How to Invoke the Super Constructor in Python

How to invoke the super constructor in Python?

In line with the other answers, there are multiple ways to call super class methods (including the constructor), however in Python-3.x the process has been simplified:

Python-3.x

class A(object):
 def __init__(self):
   print("world")

class B(A):
 def __init__(self):
   print("hello")
   super().__init__()

Python-2.x

In python 2.x, you have to call the slightly more verbose version super(<containing classname>, self), which is equivalent to super()as per the docs.

class A(object):
 def __init__(self):
   print "world"

class B(A):
 def __init__(self):
   print "hello"
   super(B, self).__init__()

Calling superclass constructors in python with different arguments

Other answers suggested adding self to the first parameter.

But usually invocations of __init__ in parent classes are made by super.

Consider this example:

class A(object):
    def __init__(self, x):
        print('__init__ is called in A')
        self.x = x

class B(object):
    def __init__(self, *args, **kwargs):
        print('__init__ is called in B')
        super(B, self).__init__(*args, **kwargs)

class AB(B, A):
    def __init__(self, *args, **kwargs):
        print('__init__ is called in AB')
        super(AB, self).__init__(*args, **kwargs)
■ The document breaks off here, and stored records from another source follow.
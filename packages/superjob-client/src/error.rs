use thiserror::Error;

pub type Result<T> = std::result::Result<T, SuperJobError>;

#[derive(Debug, Error)]
pub enum SuperJobError {
    /// Transport failure, timeout, or undecodable body
    #[error("HTTP error: {0}")]
    Http(#[from] reqwest::Error),

    /// Non-2xx response (bad or missing X-Api-App-Id, rate limit, ...)
    #[error("API error {status}: {message}")]
    Api { status: u16, message: String },
}
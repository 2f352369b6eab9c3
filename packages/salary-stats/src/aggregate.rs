//! Per-language salary statistics.

use indexmap::IndexMap;
use serde::Serialize;
use tracing::{info, warn};

use crate::config::SourceSettings;
use crate::error::FetchError;
use crate::pager::Pager;
use crate::salary::estimate_salary;
use crate::traits::JobBoard;

/// Summary for one language on one board.
///
/// `found` is the board's own total for the query; `processed` counts only
/// listings that produced an estimate, so it can exceed or trail `found`.
#[derive(Debug, Clone, Copy, Default, PartialEq, Eq, Serialize)]
pub struct LanguageStats {
    pub found: u64,
    pub processed: u64,
    pub average: u64,
}

impl LanguageStats {
    pub fn from_estimates(found: u64, estimates: &[f64]) -> Self {
        if estimates.is_empty() {
            return Self {
                found,
                processed: 0,
                average: 0,
            };
        }

        let sum: f64 = estimates.iter().sum();
        Self {
            found,
            processed: estimates.len() as u64,
            average: (sum / estimates.len() as f64).round() as u64,
        }
    }
}

/// Language name to statistics, in the order the languages were given.
pub type LanguageReport = IndexMap<String, LanguageStats>;

/// Fetch and summarize one language. A failed fetch reports zeros.
pub async fn language_stats<B>(board: &B, language: &str, settings: &SourceSettings) -> LanguageStats
where
    B: JobBoard + ?Sized,
{
    match collect_estimates(board, language, settings).await {
        Ok((found, estimates)) => LanguageStats::from_estimates(found, &estimates),
        Err(e) => {
            warn!(
                board = board.name(),
                language,
                error = %e,
                "Fetch failed, reporting no vacancies"
            );
            LanguageStats::default()
        }
    }
}

/// Run [`language_stats`] for every language, one after another.
pub async fn collect_stats<B>(board: &B, languages: &[String], settings: &SourceSettings) -> LanguageReport
where
    B: JobBoard + ?Sized,
{
    let mut report = LanguageReport::with_capacity(languages.len());
    for language in languages {
        let stats = language_stats(board, language, settings).await;
        info!(
            board = board.name(),
            language = %language,
            found = stats.found,
            processed = stats.processed,
            average = stats.average,
            "Language processed"
        );
        report.insert(language.clone(), stats);
    }
    report
}

async fn collect_estimates<B>(
    board: &B,
    language: &str,
    settings: &SourceSettings,
) -> Result<(u64, Vec<f64>), FetchError>
where
    B: JobBoard + ?Sized,
{
    let mut pager = Pager::new(board, settings.query_for(language), settings.max_pages);
    let mut found = 0;
    let mut estimates = Vec::new();

    while let Some(batch) = pager.next_page().await? {
        found = batch.total_found;
        estimates.extend(
            batch
                .listings
                .iter()
                .filter_map(|listing| estimate_salary(listing, &settings.currency)),
        );

        if let Some(cap) = settings.max_processed {
            if estimates.len() >= cap {
                estimates.truncate(cap);
                break;
            }
        }
    }

    Ok((found, estimates))
}
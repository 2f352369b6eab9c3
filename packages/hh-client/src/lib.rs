//! Pure HeadHunter REST API client.
//!
//! A minimal client for the public `api.hh.ru` vacancy search. No API key is
//! needed, but hh.ru rejects requests without a descriptive `User-Agent`.
//!
//! # Example
//!
//! ```rust,ignore
//! use hh_client::{HhClient, VacancySearch};
//!
//! let client = HhClient::new("salary-stats/0.1 (me@example.com)")?;
//!
//! let mut search = VacancySearch::new("Программист Python", 1);
//! search.period = Some(30);
//! let page = client.search_vacancies(&search).await?;
//! println!("{} vacancies found", page.found);
//! ```

pub mod error;
pub mod types;

pub use error::{HhError, Result};
pub use types::{NamedRef, Salary, VacanciesPage, Vacancy, VacancySearch};

use std::time::Duration;

const BASE_URL: &str = "https://api.hh.ru";

#[derive(Debug, Clone)]
pub struct HhClient {
    client: reqwest::Client,
    base_url: String,
}

impl HhClient {
    /// Create a client with a 30 second request timeout.
    pub fn new(user_agent: &str) -> Result<Self> {
        Self::with_timeout(user_agent, Duration::from_secs(30))
    }

    pub fn with_timeout(user_agent: &str, timeout: Duration) -> Result<Self> {
        let client = reqwest::Client::builder()
            .user_agent(user_agent)
            .timeout(timeout)
            .build()?;

        Ok(Self {
            client,
            base_url: BASE_URL.to_string(),
        })
    }

    /// Point the client at a different host (proxies, tests).
    pub fn with_base_url(mut self, url: impl Into<String>) -> Self {
        self.base_url = url.into().trim_end_matches('/').to_string();
        self
    }

    pub fn base_url(&self) -> &str {
        &self.base_url
    }

    /// Fetch one page of `GET /vacancies`.
    pub async fn search_vacancies(&self, search: &VacancySearch) -> Result<VacanciesPage> {
        let url = format!("{}/vacancies", self.base_url);
        tracing::debug!(text = %search.text, page = search.page, "Requesting hh.ru vacancies");

        let resp = self.client.get(&url).query(search).send().await?;

        let status = resp.status();
        if !status.is_success() {
            let body = resp.text().await.unwrap_or_default();
            return Err(HhError::Api {
                status: status.as_u16(),
                message: body,
            });
        }

        let page: VacanciesPage = resp.json().await?;
        Ok(page)
    }
}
AB class contains an order in which constructors and initializators should be called:

>>> AB.__mro__
(<class '__main__.AB'>, <class '__main__.B'>, <class '__main__.A'>, <type 'object'>)

See, that first AB's __init__ is invoked, then B's, then A's, and then object's.

Let's check:

>>> ab = AB(1)
__init__ is called in AB
__init__ is called in B
__init__ is called in A

But these calls through this chain are made by super. When we type super(AB, self), it means: find then next class after AB in __mro__ chain of self.
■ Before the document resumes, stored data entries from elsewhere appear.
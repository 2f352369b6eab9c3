pub mod count;
pub mod report;
pub mod titles;
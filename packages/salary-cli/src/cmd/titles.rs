use anyhow::{Context, Result};
use clap::Args;
use colored::Colorize;
use salary_stats::{developer_titles, Credentials, StatsConfig};
use tracing::info;

#[derive(Debug, Args)]
pub struct TitlesArgs {
    /// Language to search for (repeatable; defaults to the built-in list)
    #[arg(short, long = "language")]
    pub languages: Vec<String>,
}

pub async fn run(args: TitlesArgs) -> Result<()> {
    let mut config = StatsConfig::default();
    if !args.languages.is_empty() {
        config.languages = args.languages;
    }

    let board = Credentials::from_env()
        .context("Failed to load configuration")?
        .superjob_board(config.superjob_catalogue)
        .context("SuperJob is not configured")?;

    let settings = &config.superjob;
    info!(languages = config.languages.len(), "Collecting SuperJob vacancy titles");
    let titles = developer_titles(
        &board,
        &config.languages,
        |language| settings.query_for(language),
        settings.max_pages,
    )
    .await;

    println!("{}", "SuperJob vacancy titles:".bold());
    for title in &titles {
        println!("{}", title);
    }

    Ok(())
}
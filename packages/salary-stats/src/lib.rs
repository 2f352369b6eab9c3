//! Salary statistics for programming-language vacancies.
//!
//! Searches job boards for each language, turns published salary ranges into
//! single estimates and summarizes them per language.
//!
//! # Architecture
//!
//! - [`JobBoard`] - one page request against one board (hh.ru, SuperJob)
//! - [`Pager`] - walks the pages of a query until the board runs out
//! - [`estimate_salary`] - range to single number, same-currency only
//! - [`collect_stats`] - the above across a language list
//!
//! # Example
//!
//! ```rust,ignore
//! use salary_stats::{collect_stats, render_table, Credentials, StatsConfig};
//!
//! let config = StatsConfig::default();
//! let board = Credentials::from_env()?.headhunter_board()?;
//!
//! let report = collect_stats(&board, &config.languages, &config.headhunter).await;
//! println!("{}", render_table("HeadHunter Moscow", &report));
//! ```

pub mod aggregate;
pub mod boards;
pub mod config;
pub mod error;
pub mod pager;
pub mod salary;
pub mod survey;
pub mod table;
pub mod testing;
pub mod traits;
pub mod types;

pub use aggregate::{collect_stats, language_stats, LanguageReport, LanguageStats};
pub use boards::{HeadHunterBoard, SuperJobBoard};
pub use config::{Credentials, SourceSettings, StatsConfig, DEFAULT_LANGUAGES};
pub use error::{ConfigError, FetchError};
pub use pager::Pager;
pub use salary::{estimate_salary, predict_salary};
pub use survey::{count_vacancies, developer_titles, VacancyCounts};
pub use table::render_table;
pub use traits::JobBoard;
pub use types::{Batch, BoardPage, Listing, SalaryRange, SearchQuery};
use chrono::{DateTime, Duration, Utc};

/// One job posting, reduced to what the statistics need.
#[derive(Debug, Clone, Default, PartialEq)]
pub struct Listing {
    pub id: String,
    pub title: String,
    pub salary: Option<SalaryRange>,
    pub employer: Option<String>,
    pub city: Option<String>,
    pub url: Option<String>,
}

/// Salary bounds as published. A bound of `0` means "not published".
#[derive(Debug, Clone, Default, PartialEq)]
pub struct SalaryRange {
    pub from: Option<f64>,
    pub to: Option<f64>,
    pub currency: Option<String>,
}

impl SalaryRange {
    pub fn new(from: Option<f64>, to: Option<f64>, currency: impl Into<String>) -> Self {
        Self {
            from,
            to,
            currency: Some(currency.into()),
        }
    }
}

/// Board-independent search parameters. The page index is supplied by the pager.
#[derive(Debug, Clone, PartialEq, Eq)]
pub struct SearchQuery {
    pub text: String,
    /// Board-specific region id (hh.ru area, SuperJob town).
    pub region: u32,
    pub page_size: u32,
    /// Only listings published within the last N days.
    pub recency_days: Option<u32>,
    /// Only listings that publish a salary.
    pub require_salary: bool,
    /// Start of the recency window, fixed once per query so that every page
    /// of it asks for the same window.
    pub published_after: Option<DateTime<Utc>>,
}

impl SearchQuery {
    pub fn new(text: impl Into<String>, region: u32) -> Self {
        Self {
            text: text.into(),
            region,
            page_size: 20,
            recency_days: None,
            require_salary: false,
            published_after: None,
        }
    }

    /// Pin the recency window to `now`. A window that is already pinned is
    /// left alone.
    pub fn anchored(mut self, now: DateTime<Utc>) -> Self {
        if self.published_after.is_none() {
            self.published_after = self
                .recency_days
                .map(|days| now - Duration::days(i64::from(days)));
        }
        self
    }
}

/// What a board returns for a single page request.
///
/// `has_more` hides the board's own pagination convention ("page of pages"
/// on hh.ru, a `more` flag on SuperJob).
#[derive(Debug, Clone, Default, PartialEq)]
pub struct BoardPage {
    pub listings: Vec<Listing>,
    pub total_found: u64,
    pub has_more: bool,
}

/// One page of listings as yielded by the pager.
#[derive(Debug, Clone, PartialEq)]
pub struct Batch {
    pub listings: Vec<Listing>,
    /// Total reported by the first page of the query.
    pub total_found: u64,
}

#[cfg(test)]
mod tests {
    use super::*;

    #[test]
    fn anchoring_fixes_the_window_once() {
        let now = Utc::now();
        let mut query = SearchQuery::new("Python", 4);
        query.recency_days = Some(30);

        let anchored = query.anchored(now);
        assert_eq!(anchored.published_after, Some(now - Duration::days(30)));

        let later = now + Duration::hours(2);
        assert_eq!(anchored.clone().anchored(later), anchored);
    }

    #[test]
    fn no_recency_means_no_window() {
        let query = SearchQuery::new("Python", 1).anchored(Utc::now());
        assert_eq!(query.published_after, None);
    }
}
// Capability seam between the aggregator and concrete job boards.

use async_trait::async_trait;

use crate::error::FetchError;
use crate::types::{BoardPage, SearchQuery};

#[async_trait]
pub trait JobBoard: Send + Sync {
    /// Human-readable board name, used in logs and errors
    fn name(&self) -> &str;

    /// Fetch page `page` (0-based) of `query`
    async fn fetch_page(&self, query: &SearchQuery, page: u32) -> Result<BoardPage, FetchError>;
}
Then we should invoke super in B, looking for the next class in the chain after B: super(B, self).

It's important to use super and not call manually A.__init__(self,...), etc., as it may lead to problems later. Read this for more info.
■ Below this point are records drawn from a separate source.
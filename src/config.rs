//! Configuration loader
//!
//! `defaults/govsheet.default.toml` is embedded into the binary and is always the bottom
//! layer. A user file (usually `./govsheet.toml`) adds header synonyms for sheets that name
//! their columns differently, or flips the output order; see [`Loader`] for the layering.
//!
//! The not-applicable tokens and bullet glyphs are not configurable; they live in
//! [`crate::text`].

use crate::columns::ColumnSpec;
use crate::convert::ConversionKind;
use crate::hierarchy::{column as hierarchy_column, ObjectiveOrder};
use crate::records::column as record_column;
use config::builder::DefaultState;
use config::{Config, ConfigBuilder, ConfigError, File, FileFormat, ValueKind};
use serde::Deserialize;
use std::path::Path;

const DEFAULT_TOML: &str = include_str!("../defaults/govsheet.default.toml");

/// Top-level configuration consumed by the conversions.
#[derive(Debug, Clone, Deserialize)]
pub struct Settings {
    pub hierarchy: HierarchySettings,
    pub tools: ToolSettings,
    pub objectives: ObjectiveSettings,
}

/// Activities sheet → objective hierarchy.
#[derive(Debug, Clone, Deserialize)]
pub struct HierarchySettings {
    pub order: ObjectiveOrder,
    pub columns: HierarchyColumnNames,
}

#[derive(Debug, Clone, Deserialize)]
pub struct HierarchyColumnNames {
    pub objective_code: Vec<String>,
    pub objective_name: Vec<String>,
    pub practice_id: Vec<String>,
    pub practice_name: Vec<String>,
    pub activity: Vec<String>,
    pub capability: Vec<String>,
    pub tool: Vec<String>,
    pub justification: Vec<String>,
    pub observations: Vec<String>,
    pub integration: Vec<String>,
}

impl HierarchyColumnNames {
    pub fn specs(&self) -> Vec<ColumnSpec> {
        vec![
            ColumnSpec::required(hierarchy_column::OBJECTIVE_CODE, &self.objective_code),
            ColumnSpec::required(hierarchy_column::OBJECTIVE_NAME, &self.objective_name),
            ColumnSpec::required(hierarchy_column::PRACTICE_ID, &self.practice_id),
            ColumnSpec::required(hierarchy_column::PRACTICE_NAME, &self.practice_name),
            ColumnSpec::required(hierarchy_column::ACTIVITY, &self.activity),
            ColumnSpec::optional(hierarchy_column::CAPABILITY, &self.capability),
            ColumnSpec::required(hierarchy_column::TOOL, &self.tool),
            ColumnSpec::required(hierarchy_column::JUSTIFICATION, &self.justification),
            ColumnSpec::required(hierarchy_column::OBSERVATIONS, &self.observations),
            ColumnSpec::required(hierarchy_column::INTEGRATION, &self.integration),
        ]
    }
}

/// Tools sheet → tool records.
#[derive(Debug, Clone, Deserialize)]
pub struct ToolSettings {
    pub sort_by_id: bool,
    pub columns: ToolColumnNames,
}

#[derive(Debug, Clone, Deserialize)]
pub struct ToolColumnNames {
    pub id: Vec<String>,
    pub tool_type: Vec<String>,
    pub category: Vec<String>,
    pub description: Vec<String>,
    pub use_cases: Vec<String>,
}

impl ToolColumnNames {
    pub fn specs(&self) -> Vec<ColumnSpec> {
        vec![
            ColumnSpec::required(record_column::TOOL_ID, &self.id),
            ColumnSpec::required(record_column::TOOL_TYPE, &self.tool_type),
            ColumnSpec::required(record_column::CATEGORY, &self.category),
            ColumnSpec::required(record_column::DESCRIPTION, &self.description),
            ColumnSpec::required(record_column::USE_CASES, &self.use_cases),
        ]
    }
}

/// Objectives sheet → objective records.
#[derive(Debug, Clone, Deserialize)]
pub struct ObjectiveSettings {
    pub sort_by_id: bool,
    pub columns: ObjectiveColumnNames,
}

#[derive(Debug, Clone, Deserialize)]
pub struct ObjectiveColumnNames {
    pub id: Vec<String>,
    pub name: Vec<String>,
    pub description: Vec<String>,
    pub purpose: Vec<String>,
    pub tools: Vec<String>,
}

impl ObjectiveColumnNames {
    pub fn specs(&self) -> Vec<ColumnSpec> {
        vec![
            ColumnSpec::required(record_column::OBJECTIVE_ID, &self.id),
            ColumnSpec::required(record_column::NAME, &self.name),
            ColumnSpec::required(record_column::DESCRIPTION, &self.description),
            ColumnSpec::required(record_column::PURPOSE, &self.purpose),
            ColumnSpec::required(record_column::TOOLS, &self.tools),
        ]
    }
}

/// File picked up from the working directory when no `--config` is given.
pub const LOCAL_CONFIG_FILE: &str = "govsheet.toml";

/// Builds [`Settings`] from layered sources, lowest precedence first:
///
/// 1. the embedded `govsheet.default.toml`
/// 2. a user file: `--config <file>` (must exist) or `./govsheet.toml` (if present)
/// 3. order overrides from `--sort-by-id` / `--keep-order`
///
/// A user file only needs the keys it changes; synonym lists it names replace the
/// default list for that column.
#[derive(Debug, Clone)]
pub struct Loader {
    builder: ConfigBuilder<DefaultState>,
}

impl Loader {
    pub fn new() -> Self {
        let defaults = File::from_str(DEFAULT_TOML, FileFormat::Toml);
        Self {
            builder: Config::builder().add_source(defaults),
        }
    }

    /// Layer a TOML file that must exist.
    pub fn with_file(self, path: impl AsRef<Path>) -> Self {
        self.with_toml(path.as_ref(), true)
    }

    /// Layer a TOML file if it exists.
    pub fn with_optional_file(self, path: impl AsRef<Path>) -> Self {
        self.with_toml(path.as_ref(), false)
    }

    /// Layer the user's file: `explicit` when given, else [`LOCAL_CONFIG_FILE`] if present.
    pub fn with_user_config(self, explicit: Option<&Path>) -> Self {
        match explicit {
            Some(path) => self.with_file(path),
            None => self.with_optional_file(LOCAL_CONFIG_FILE),
        }
    }

    /// Force the output order of one conversion.
    ///
    /// For the activities sheet `sort_by_id` picks [`ObjectiveOrder::ById`] over
    /// [`ObjectiveOrder::Encounter`]; for the flat sheets it sets `sort_by_id`.
    pub fn with_sort_by_id(
        self,
        kind: ConversionKind,
        sort_by_id: bool,
    ) -> Result<Self, ConfigError> {
        match kind {
            ConversionKind::Activities => {
                let order = if sort_by_id { "by-id" } else { "encounter" };
                self.set_override("hierarchy.order", order)
            }
            ConversionKind::Tools => self.set_override("tools.sort_by_id", sort_by_id),
            ConversionKind::Objectives => self.set_override("objectives.sort_by_id", sort_by_id),
        }
    }

    /// Override a single dotted key, e.g. `tools.sort_by_id`.
    pub fn set_override<I>(mut self, key: &str, value: I) -> Result<Self, ConfigError>
    where
        I: Into<ValueKind>,
    {
        self.builder = self.builder.set_override(key, value)?;
        Ok(self)
    }

    pub fn build(self) -> Result<Settings, ConfigError> {
        self.builder.build()?.try_deserialize()
    }

    fn with_toml(mut self, path: &Path, required: bool) -> Self {
        let file = File::from(path).format(FileFormat::Toml).required(required);
        self.builder = self.builder.add_source(file);
        self
    }
}

impl Default for Loader {
    fn default() -> Self {
        Self::new()
    }
}

/// Convenience helper for callers that only need the defaults.
pub fn load_defaults() -> Result<Settings, ConfigError> {
    Loader::new().build()
}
So, if you stick with super, then there is a problem. __init__ methods in your classes expect different parameters. And you can't know for sure the order in which super will be invoking methods in these classes. The order is determined by C3 algorithm at the time of class creation. In subclasses another classes may get in-between of the call chain. So you can't have different parameters in __init__, as in this case you will have always to consider all inheritance chain to understand how __init__ methods will be called.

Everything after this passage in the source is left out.